=== Aim of the exercise ===
Output, word for word, the span of lines that starts at the one containing "pub mod error;" and ends at the last line of the records.

Saved data entries:
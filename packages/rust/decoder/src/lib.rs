//! Pure decode stages: payload extraction, cipher reversal, field extraction.
//!
//! This crate provides:
//! - [`extract_payload`]: key + ciphertext literals from detail page markup
//! - [`decrypt`] / [`encrypt`]: the repeating-key XOR stream over base64
//! - [`extract_fields`]: manifest URL and key material from decrypted text
//!
//! Nothing here performs I/O.

pub mod cipher;
pub mod error;
pub mod extract;

pub use cipher::{decrypt, encrypt};
pub use error::{DecodeError, ExtractError};
pub use extract::{extract_fields, extract_payload};
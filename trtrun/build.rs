use std::env;

fn main() {
    println!("cargo::rustc-check-cfg=cfg(trtrun_mock)");
    println!("cargo:rerun-if-env-changed=DEP_NVINFER_MOCK");

    // trtrun-sys reports which backend it was built against
    if env::var("DEP_NVINFER_MOCK").as_deref() == Ok("1") {
        println!("cargo:rustc-cfg=trtrun_mock");
    }
}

=== Solution to this task ===
pub mod error;
pub mod extract;

pub use cipher::{decrypt, encrypt};
pub use error::{DecodeError, ExtractError};
pub use extract::{extract_fields, extract_payload};
filename trtrun/build.rs
use std::env;

fn main() {
    println!("cargo::rustc-check-cfg=cfg(trtrun_mock)");
    println!("cargo:rerun-if-env-changed=DEP_NVINFER_MOCK");

    // trtrun-sys reports which backend it was built against
    if env::var("DEP_NVINFER_MOCK").as_deref() == Ok("1") {
        println!("cargo:rustc-cfg=trtrun_mock");
    }
}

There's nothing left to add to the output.